Look below for the line that contains "let data = PhotoData", then copy it and each following line exactly, through and including the line that contains "ImageKind, multipart: Multipart)".

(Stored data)

-*-*-

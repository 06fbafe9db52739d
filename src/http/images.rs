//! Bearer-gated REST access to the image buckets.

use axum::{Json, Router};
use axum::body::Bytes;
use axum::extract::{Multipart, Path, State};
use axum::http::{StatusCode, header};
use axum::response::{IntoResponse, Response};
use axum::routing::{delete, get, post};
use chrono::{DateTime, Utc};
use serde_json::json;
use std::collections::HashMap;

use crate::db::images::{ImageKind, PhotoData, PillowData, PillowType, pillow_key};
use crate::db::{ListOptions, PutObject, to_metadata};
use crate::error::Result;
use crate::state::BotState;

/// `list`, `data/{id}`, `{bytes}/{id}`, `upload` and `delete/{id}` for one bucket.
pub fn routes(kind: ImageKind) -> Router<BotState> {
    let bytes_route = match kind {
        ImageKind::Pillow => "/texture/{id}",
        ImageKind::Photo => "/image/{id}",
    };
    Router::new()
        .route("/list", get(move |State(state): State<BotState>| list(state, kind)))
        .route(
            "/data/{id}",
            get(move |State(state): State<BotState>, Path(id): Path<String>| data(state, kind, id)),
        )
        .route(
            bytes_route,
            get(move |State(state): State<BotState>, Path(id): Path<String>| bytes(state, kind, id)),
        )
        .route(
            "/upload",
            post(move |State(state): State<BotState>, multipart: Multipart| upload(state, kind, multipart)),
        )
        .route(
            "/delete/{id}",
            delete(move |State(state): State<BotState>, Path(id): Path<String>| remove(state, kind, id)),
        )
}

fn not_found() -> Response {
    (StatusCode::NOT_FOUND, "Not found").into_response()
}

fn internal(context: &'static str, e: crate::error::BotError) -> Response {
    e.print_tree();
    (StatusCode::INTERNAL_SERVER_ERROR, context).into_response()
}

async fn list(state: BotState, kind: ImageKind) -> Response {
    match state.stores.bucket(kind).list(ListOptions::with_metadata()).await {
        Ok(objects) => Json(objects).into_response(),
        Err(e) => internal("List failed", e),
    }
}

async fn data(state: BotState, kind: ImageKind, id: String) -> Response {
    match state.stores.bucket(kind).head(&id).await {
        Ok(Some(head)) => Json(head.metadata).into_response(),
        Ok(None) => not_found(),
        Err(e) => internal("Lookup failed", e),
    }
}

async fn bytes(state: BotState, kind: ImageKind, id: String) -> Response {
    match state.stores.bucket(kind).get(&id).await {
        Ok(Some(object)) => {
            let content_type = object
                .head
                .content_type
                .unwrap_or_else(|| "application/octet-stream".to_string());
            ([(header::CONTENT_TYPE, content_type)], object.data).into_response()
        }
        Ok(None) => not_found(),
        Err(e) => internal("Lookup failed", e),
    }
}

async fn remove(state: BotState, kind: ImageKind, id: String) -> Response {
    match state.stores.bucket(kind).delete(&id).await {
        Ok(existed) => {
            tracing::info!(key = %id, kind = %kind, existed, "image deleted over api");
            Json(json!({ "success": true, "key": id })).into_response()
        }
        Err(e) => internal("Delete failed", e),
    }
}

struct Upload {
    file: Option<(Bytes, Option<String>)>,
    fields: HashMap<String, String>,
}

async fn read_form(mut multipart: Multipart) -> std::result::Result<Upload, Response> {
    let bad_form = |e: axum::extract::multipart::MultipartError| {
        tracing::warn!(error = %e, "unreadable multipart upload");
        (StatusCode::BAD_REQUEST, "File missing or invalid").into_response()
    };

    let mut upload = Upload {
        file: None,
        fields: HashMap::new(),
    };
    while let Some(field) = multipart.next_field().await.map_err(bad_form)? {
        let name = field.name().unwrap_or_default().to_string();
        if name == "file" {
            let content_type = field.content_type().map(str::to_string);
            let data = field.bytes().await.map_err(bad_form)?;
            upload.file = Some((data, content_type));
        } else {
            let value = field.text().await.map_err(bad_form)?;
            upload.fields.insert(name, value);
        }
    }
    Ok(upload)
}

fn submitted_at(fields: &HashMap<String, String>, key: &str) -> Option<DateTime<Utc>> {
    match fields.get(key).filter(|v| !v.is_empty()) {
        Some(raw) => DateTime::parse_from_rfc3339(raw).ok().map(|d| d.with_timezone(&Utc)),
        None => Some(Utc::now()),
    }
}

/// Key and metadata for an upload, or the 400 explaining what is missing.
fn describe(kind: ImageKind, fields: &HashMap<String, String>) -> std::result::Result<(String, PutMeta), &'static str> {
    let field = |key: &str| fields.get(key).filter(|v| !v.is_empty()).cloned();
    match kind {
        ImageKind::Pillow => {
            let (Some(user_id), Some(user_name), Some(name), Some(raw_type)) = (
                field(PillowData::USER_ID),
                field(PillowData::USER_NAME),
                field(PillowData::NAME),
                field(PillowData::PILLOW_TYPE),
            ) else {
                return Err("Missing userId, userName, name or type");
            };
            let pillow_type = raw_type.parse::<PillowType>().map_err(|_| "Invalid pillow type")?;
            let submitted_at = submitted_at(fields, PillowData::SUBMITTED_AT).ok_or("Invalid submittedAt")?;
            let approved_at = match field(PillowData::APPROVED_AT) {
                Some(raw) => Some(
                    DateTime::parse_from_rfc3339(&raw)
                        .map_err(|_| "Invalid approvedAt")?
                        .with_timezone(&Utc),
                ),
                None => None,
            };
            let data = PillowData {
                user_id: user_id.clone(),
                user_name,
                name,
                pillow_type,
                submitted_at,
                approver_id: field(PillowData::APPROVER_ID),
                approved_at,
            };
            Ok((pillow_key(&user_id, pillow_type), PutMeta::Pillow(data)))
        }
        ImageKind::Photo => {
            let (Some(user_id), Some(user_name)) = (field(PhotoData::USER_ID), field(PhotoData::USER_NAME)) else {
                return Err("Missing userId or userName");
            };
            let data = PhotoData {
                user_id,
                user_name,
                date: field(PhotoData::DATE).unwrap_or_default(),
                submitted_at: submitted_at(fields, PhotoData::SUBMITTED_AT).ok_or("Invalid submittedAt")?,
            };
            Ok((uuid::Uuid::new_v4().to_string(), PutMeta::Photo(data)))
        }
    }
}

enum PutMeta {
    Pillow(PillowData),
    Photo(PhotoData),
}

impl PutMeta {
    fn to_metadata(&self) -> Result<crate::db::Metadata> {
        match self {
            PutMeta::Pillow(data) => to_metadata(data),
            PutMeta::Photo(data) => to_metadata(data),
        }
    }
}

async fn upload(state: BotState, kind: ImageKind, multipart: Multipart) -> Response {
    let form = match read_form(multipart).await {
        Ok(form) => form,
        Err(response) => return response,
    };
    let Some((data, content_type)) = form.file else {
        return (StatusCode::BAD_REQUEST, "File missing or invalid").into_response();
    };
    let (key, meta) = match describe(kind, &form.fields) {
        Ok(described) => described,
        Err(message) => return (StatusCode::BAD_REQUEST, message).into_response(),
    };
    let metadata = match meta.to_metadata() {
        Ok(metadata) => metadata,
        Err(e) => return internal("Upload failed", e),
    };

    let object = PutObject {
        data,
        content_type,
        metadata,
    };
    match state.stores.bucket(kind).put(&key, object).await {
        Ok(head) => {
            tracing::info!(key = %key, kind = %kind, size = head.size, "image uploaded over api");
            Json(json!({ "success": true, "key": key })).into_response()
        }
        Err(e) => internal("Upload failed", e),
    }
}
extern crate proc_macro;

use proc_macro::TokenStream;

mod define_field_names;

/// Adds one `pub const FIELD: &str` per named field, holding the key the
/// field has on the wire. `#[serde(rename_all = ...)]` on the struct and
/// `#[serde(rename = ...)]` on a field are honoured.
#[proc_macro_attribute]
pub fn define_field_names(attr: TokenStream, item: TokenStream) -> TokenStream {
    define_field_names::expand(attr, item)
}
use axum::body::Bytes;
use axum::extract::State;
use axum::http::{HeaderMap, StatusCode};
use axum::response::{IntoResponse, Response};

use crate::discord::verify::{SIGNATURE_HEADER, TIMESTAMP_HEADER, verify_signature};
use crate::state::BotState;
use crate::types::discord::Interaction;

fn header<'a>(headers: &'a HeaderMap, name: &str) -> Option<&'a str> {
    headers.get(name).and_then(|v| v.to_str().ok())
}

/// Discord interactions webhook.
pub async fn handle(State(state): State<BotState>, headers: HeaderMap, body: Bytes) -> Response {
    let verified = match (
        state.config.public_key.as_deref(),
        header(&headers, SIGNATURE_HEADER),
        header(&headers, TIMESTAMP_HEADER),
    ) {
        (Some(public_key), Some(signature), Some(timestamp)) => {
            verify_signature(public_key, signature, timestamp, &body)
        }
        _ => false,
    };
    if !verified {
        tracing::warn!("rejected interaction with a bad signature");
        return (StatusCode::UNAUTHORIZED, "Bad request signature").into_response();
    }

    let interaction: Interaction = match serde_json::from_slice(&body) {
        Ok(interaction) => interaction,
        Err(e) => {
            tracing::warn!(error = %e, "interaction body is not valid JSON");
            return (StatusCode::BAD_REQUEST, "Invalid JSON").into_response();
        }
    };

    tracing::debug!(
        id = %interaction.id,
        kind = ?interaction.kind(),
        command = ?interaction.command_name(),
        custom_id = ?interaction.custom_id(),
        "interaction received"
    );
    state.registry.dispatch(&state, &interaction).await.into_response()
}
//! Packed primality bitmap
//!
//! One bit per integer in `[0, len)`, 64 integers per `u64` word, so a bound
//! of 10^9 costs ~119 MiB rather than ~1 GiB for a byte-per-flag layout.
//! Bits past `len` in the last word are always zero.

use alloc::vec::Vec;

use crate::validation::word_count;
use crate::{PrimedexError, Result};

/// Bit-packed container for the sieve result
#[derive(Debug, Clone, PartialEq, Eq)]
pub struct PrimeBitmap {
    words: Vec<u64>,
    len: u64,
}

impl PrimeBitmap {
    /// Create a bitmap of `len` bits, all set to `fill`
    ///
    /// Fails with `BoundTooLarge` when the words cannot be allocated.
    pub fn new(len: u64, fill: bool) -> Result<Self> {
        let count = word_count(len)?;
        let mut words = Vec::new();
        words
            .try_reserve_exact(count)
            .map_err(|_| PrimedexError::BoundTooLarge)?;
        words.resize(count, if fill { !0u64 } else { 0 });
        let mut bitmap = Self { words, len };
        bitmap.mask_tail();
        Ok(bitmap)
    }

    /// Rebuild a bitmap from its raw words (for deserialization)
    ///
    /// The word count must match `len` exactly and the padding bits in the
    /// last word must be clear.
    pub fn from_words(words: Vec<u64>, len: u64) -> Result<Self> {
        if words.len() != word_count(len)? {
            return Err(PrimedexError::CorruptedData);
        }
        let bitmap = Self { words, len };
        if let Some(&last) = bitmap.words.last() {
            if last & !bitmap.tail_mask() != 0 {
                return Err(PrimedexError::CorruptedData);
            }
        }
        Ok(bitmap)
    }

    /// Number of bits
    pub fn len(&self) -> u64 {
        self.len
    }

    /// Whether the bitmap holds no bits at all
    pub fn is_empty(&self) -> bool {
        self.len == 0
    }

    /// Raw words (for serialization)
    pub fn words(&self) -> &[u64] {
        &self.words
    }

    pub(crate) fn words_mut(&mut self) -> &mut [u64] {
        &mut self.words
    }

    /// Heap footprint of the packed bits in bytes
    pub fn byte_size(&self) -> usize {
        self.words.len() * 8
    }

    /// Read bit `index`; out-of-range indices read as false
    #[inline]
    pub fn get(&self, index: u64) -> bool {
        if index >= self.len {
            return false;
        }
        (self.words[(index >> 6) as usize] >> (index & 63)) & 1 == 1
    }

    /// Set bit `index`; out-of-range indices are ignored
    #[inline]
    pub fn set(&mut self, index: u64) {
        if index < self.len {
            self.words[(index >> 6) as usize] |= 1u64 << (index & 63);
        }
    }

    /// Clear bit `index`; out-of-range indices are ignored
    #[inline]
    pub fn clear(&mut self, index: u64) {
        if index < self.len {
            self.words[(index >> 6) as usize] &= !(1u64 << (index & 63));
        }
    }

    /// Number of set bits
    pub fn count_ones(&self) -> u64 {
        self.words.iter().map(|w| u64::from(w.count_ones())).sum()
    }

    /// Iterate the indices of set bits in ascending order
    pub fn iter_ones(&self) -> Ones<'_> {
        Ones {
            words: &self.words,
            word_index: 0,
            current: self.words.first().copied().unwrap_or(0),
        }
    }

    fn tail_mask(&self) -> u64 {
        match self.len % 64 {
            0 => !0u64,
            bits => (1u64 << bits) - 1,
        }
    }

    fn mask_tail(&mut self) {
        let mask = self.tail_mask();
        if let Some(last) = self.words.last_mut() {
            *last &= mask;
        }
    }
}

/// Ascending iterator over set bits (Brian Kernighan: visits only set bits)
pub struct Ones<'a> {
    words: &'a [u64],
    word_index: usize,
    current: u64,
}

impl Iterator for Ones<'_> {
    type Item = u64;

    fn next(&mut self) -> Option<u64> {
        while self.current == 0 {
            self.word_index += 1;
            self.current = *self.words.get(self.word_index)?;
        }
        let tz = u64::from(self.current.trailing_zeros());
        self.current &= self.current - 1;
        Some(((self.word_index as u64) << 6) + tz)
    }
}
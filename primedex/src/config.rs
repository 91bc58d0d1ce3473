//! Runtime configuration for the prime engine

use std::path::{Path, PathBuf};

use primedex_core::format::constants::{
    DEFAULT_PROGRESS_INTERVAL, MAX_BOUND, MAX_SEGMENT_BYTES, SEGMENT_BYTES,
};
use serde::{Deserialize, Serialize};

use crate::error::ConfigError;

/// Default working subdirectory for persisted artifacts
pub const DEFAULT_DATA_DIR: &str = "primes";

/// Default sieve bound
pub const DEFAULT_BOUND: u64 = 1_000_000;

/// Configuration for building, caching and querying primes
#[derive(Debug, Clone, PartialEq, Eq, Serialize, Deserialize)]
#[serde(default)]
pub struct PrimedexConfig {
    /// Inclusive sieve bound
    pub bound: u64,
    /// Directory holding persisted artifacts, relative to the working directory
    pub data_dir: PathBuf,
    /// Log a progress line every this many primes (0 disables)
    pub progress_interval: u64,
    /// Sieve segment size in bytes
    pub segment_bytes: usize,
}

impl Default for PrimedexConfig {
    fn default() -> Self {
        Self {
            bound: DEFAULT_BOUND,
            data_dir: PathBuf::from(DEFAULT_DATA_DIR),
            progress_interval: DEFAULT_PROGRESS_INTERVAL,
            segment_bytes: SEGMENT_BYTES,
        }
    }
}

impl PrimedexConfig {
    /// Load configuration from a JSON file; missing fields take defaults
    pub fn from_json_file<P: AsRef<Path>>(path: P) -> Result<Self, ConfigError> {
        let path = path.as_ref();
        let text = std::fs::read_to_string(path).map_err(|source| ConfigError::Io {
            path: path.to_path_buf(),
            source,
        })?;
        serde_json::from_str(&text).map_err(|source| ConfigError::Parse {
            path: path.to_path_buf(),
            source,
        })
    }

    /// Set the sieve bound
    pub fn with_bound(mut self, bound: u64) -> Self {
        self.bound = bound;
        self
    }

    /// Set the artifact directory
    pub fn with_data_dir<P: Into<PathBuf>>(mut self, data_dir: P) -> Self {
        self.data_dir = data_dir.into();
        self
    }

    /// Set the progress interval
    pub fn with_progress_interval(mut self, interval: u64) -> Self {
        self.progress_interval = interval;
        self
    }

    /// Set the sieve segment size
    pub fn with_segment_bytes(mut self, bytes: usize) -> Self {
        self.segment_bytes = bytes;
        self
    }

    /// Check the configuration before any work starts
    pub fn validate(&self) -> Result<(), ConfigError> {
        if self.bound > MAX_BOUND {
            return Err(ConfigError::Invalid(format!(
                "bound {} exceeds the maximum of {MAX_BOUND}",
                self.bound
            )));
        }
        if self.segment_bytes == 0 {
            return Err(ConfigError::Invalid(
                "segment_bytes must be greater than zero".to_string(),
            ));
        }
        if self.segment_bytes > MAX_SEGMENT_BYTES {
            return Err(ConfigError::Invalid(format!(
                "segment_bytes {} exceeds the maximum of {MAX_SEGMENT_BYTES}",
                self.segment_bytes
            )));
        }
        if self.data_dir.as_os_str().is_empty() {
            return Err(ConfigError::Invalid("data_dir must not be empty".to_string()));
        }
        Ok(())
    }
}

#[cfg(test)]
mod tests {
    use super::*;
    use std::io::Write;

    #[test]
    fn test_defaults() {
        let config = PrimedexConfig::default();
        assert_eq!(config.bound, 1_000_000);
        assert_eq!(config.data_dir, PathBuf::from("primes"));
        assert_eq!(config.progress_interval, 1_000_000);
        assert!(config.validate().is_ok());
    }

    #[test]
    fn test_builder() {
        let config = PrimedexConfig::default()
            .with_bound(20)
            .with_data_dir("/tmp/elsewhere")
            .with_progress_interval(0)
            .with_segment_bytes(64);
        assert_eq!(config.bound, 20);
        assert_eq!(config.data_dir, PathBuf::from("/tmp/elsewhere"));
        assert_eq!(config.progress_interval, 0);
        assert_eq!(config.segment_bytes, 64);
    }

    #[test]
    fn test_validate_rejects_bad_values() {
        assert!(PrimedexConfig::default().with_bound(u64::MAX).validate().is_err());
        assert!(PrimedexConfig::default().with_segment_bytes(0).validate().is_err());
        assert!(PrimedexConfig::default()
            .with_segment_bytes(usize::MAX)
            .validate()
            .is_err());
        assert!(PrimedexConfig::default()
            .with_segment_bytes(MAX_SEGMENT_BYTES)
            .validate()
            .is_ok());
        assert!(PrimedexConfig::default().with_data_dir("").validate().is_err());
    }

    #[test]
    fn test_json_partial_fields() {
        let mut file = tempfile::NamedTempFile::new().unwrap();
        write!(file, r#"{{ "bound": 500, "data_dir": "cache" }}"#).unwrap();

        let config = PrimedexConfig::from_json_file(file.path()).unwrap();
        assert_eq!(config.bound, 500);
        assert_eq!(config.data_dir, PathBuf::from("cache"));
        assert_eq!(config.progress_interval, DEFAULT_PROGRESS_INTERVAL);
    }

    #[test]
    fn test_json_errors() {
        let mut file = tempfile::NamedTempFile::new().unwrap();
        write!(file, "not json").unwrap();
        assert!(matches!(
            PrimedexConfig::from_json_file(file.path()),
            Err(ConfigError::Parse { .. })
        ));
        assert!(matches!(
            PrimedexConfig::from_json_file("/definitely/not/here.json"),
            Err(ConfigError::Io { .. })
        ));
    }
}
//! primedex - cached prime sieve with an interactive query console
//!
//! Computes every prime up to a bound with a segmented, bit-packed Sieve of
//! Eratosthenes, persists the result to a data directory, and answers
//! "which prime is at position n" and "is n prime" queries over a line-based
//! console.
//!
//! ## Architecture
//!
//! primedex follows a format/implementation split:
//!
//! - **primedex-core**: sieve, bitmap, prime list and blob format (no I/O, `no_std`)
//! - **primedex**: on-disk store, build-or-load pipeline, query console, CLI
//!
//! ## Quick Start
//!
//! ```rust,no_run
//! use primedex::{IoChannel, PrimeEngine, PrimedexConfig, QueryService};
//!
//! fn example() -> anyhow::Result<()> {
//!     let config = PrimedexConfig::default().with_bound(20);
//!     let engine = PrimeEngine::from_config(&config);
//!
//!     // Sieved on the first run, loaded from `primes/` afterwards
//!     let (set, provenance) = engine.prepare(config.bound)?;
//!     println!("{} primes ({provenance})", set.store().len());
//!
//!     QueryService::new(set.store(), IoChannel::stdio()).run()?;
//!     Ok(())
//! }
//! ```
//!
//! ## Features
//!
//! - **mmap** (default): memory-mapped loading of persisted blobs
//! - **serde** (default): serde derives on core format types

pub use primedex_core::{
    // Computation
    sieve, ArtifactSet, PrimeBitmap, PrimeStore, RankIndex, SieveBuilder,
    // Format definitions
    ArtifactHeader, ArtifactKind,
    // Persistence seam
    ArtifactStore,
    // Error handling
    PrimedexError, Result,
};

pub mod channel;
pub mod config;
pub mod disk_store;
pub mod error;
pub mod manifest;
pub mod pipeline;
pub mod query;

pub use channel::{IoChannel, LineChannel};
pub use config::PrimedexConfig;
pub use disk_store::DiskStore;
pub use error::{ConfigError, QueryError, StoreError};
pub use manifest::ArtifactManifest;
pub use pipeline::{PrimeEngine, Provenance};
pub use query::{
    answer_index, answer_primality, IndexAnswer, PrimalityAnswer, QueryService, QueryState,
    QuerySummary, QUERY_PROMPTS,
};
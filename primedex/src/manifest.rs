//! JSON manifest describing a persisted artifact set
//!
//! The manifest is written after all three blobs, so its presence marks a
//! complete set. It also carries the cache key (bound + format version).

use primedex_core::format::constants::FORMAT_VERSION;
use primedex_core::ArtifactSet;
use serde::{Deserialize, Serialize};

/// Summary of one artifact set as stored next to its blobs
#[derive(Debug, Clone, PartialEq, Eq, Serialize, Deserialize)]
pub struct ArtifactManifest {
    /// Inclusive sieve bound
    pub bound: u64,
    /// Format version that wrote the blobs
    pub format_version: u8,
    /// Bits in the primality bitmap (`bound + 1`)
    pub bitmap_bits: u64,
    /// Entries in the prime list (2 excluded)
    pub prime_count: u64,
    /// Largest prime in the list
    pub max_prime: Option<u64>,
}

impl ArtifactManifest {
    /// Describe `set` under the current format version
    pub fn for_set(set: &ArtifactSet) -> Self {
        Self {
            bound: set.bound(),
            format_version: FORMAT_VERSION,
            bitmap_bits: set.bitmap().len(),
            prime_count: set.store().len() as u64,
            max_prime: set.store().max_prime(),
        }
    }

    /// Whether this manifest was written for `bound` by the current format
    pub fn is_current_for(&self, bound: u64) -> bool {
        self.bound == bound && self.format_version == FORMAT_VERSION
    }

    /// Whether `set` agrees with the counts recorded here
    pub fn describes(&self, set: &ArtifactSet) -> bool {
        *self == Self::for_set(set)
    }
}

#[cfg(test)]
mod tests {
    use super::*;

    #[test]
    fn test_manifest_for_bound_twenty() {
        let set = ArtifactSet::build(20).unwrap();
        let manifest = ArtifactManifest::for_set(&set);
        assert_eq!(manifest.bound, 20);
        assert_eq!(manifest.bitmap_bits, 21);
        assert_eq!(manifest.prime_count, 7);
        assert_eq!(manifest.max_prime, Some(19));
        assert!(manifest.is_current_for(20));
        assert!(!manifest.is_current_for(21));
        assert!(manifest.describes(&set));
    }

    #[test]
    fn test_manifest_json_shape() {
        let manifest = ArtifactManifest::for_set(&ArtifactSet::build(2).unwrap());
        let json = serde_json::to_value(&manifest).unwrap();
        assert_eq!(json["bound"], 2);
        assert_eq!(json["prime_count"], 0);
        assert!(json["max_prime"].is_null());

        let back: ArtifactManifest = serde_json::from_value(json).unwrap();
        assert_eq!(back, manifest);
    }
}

-*-*-

* _Output_:
            let data = PhotoData {
                user_id,
                user_name,
                date: field(PhotoData::DATE).unwrap_or_default(),
                submitted_at: submitted_at(fields, PhotoData::SUBMITTED_AT).ok_or("Invalid submittedAt")?,
            };
            Ok((uuid::Uuid::new_v4().to_string(), PutMeta::Photo(data)))
        }
    }
}

enum PutMeta {
    Pillow(PillowData),
    Photo(PhotoData),
}

impl PutMeta {
    fn to_metadata(&self) -> Result<crate::db::Metadata> {
        match self {
            PutMeta::Pillow(data) => to_metadata(data),
            PutMeta::Photo(data) => to_metadata(data),
        }
    }
}

async fn upload(state: BotState, kind: ImageKind, multipart: Multipart) -> Response {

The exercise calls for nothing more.